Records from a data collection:
--------
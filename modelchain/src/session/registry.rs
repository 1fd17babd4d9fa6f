//! Process-wide map of in-flight chains, keyed by session id.

use super::{SessionHandle, SessionSummary};
use dashmap::mapref::entry::Entry;
use dashmap::DashMap;
use std::sync::Arc;
use tracing::{debug, info};

/// Tracks one active chain per session id and routes cancel requests.
///
/// Constructed explicitly and shared through an `Arc`; every operation is
/// safe under concurrent use from independent chains.
#[derive(Debug, Default)]
pub struct CancellationRegistry {
    sessions: DashMap<String, Arc<SessionHandle>>,
}

impl CancellationRegistry {
    /// Creates an empty registry.
    #[must_use]
    pub fn new() -> Self {
        Self::default()
    }

    /// Registers a session. Returns false if the id is already taken.
    pub fn register(&self, handle: Arc<SessionHandle>) -> bool {
        match self.sessions.entry(handle.id().to_string()) {
            Entry::Occupied(_) => false,
            Entry::Vacant(slot) => {
                debug!(session_id = %handle.id(), "Session registered");
                slot.insert(handle);
                true
            }
        }
    }

    /// Looks up an active session.
    #[must_use]
    pub fn get(&self, session_id: &str) -> Option<Arc<SessionHandle>> {
        self.sessions.get(session_id).map(|entry| entry.value().clone())
    }

    /// Requests cancellation of an active session.
    ///
    /// Returns true only if this call moved a registered session to
    /// cancelled. Unknown, finished and already-cancelled sessions return
    /// false and nothing changes.
    pub fn cancel(&self, session_id: &str) -> bool {
        // Clone out of the map so callbacks never run under a shard lock.
        let Some(handle) = self.get(session_id) else {
            debug!(session_id = %session_id, "Cancel for unknown session ignored");
            return false;
        };
        let cancelled = handle.cancel("cancelled by client");
        if cancelled {
            info!(session_id = %session_id, state = %handle.state(), "Session cancelled");
        }
        cancelled
    }

    /// Removes a session. Idempotent.
    pub fn deregister(&self, session_id: &str) -> Option<Arc<SessionHandle>> {
        let removed = self.sessions.remove(session_id).map(|(_, handle)| handle);
        if removed.is_some() {
            debug!(session_id = %session_id, "Session deregistered");
        }
        removed
    }

    /// Cancels every active session, returning how many were cancelled.
    pub fn cancel_all(&self, reason: &str) -> usize {
        let handles: Vec<Arc<SessionHandle>> =
            self.sessions.iter().map(|entry| entry.value().clone()).collect();
        handles.iter().filter(|handle| handle.cancel(reason)).count()
    }

    /// Returns snapshots of active sessions, oldest first.
    #[must_use]
    pub fn active_sessions(&self) -> Vec<SessionSummary> {
        let mut handles: Vec<Arc<SessionHandle>> =
            self.sessions.iter().map(|entry| entry.value().clone()).collect();
        handles.sort_by_key(|handle| handle.created_at());
        handles.iter().map(|handle| handle.summary()).collect()
    }

    /// Returns the number of active sessions.
    #[must_use]
    pub fn len(&self) -> usize {
        self.sessions.len()
    }

    /// Returns true if no session is active.
    #[must_use]
    pub fn is_empty(&self) -> bool {
        self.sessions.is_empty()
    }
}
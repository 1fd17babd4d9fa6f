use clap::Parser;
use modelchain::config::ChainConfig;
use modelchain::errors::ConfigError;
use modelchain::observability::LogFormat;
use std::path::PathBuf;

/// Command line arguments for the modelchain server.
#[derive(Parser, Debug, Clone)]
#[command(name = "modelchain-server", version, about = "Model-chain article server over Ollama")]
pub struct Args {
    /// Host interface to bind
    #[arg(long, env = "MODELCHAIN_HOST", default_value = "0.0.0.0")]
    pub host: String,
    /// Port to listen on
    #[arg(long, env = "MODELCHAIN_PORT", default_value_t = 3001)]
    pub port: u16,
    /// TOML file with chain configuration
    #[arg(long, env = "MODELCHAIN_CONFIG")]
    pub config: Option<PathBuf>,
    /// Base URL of the Ollama API, overriding the config file
    #[arg(long, env = "OLLAMA_URL")]
    pub ollama_url: Option<String>,
    /// Log output format: text or json
    #[arg(long, env = "MODELCHAIN_LOG_FORMAT", default_value = "text")]
    pub log_format: LogFormat,
}

impl Args {
    /// Returns the socket address to bind.
    pub fn bind_address(&self) -> String {
        format!("{}:{}", self.host, self.port)
    }

    /// Loads the chain configuration and applies command line overrides.
    pub fn load_config(&self) -> Result<ChainConfig, ConfigError> {
        let config = match &self.config {
            Some(path) => ChainConfig::load(path)?,
            None => ChainConfig::default(),
        };
        Ok(match &self.ollama_url {
            Some(url) => config.with_base_url(url.clone()),
            None => config,
        })
    }
}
--------
*What to do*
Please report every line in the entries above that holds the string "configuration".

*Answer to the problem*
    /// TOML file with chain configuration
    /// Loads the chain configuration and applies command line overrides.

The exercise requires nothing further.